§ **Available data**
//! Generalization/specialization: supertype is entity 1, subtypes follow.
//!
//! Completeness and disjointness have no relational counterpart, so they do
//! not change the accepted shapes.

use super::SchemaBuilder;
use crate::attribute::AttributeState;
use crate::schema::Schema;

pub(super) fn solutions(subtype_count: usize) -> Vec<Schema> {
    let entities = subtype_count + 1;

    // Subtype key is the supertype key.
    let mut identifying = SchemaBuilder::new(entities, false);
    identifying.column(1, 0, AttributeState::primary_key());
    for sub in 2..=entities {
        identifying.reference(sub, 1, AttributeState::with_primary_key);
    }

    // Own subtype key, supertype reference held unique.
    let mut surrogate = SchemaBuilder::new(entities, false);
    surrogate.entity_tables();
    for sub in 2..=entities {
        surrogate.reference(sub, 1, |fk| fk.with_alternate_key().with_mandatory());
    }

    vec![identifying.build(), surrogate.build()]
}

#[cfg(test)]
mod tests {
    use super::*;

    #[test]
    fn test_identifying_subtypes() {
        let s = solutions(2);
        assert_eq!(s.len(), 2);
        assert_eq!(s[0].table(1).primary_key_slots(), vec![0]);
        for sub in 2..=3 {
            let key = s[0].table(sub).attribute(1);
            assert!(key.is_primary_key() && key.references(1));
            assert_eq!(s[0].table(sub).primary_key_slots(), vec![1]);
        }
        assert!(!s[0].table(0).is_present());
    }

    #[test]
    fn test_surrogate_subtypes() {
        let s = solutions(3);
        for sub in 2..=4 {
            assert_eq!(s[1].table(sub).primary_key_slots(), vec![0]);
            let fk = s[1].table(sub).attribute(1);
            assert!(fk.references(1) && fk.is_alternate_key() && fk.is_mandatory());
        }
    }
}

§ **Your instructions**
Please go through the entries and show every line with the word "false".

§ **Written reply**
    let mut identifying = SchemaBuilder::new(entities, false);
    let mut surrogate = SchemaBuilder::new(entities, false);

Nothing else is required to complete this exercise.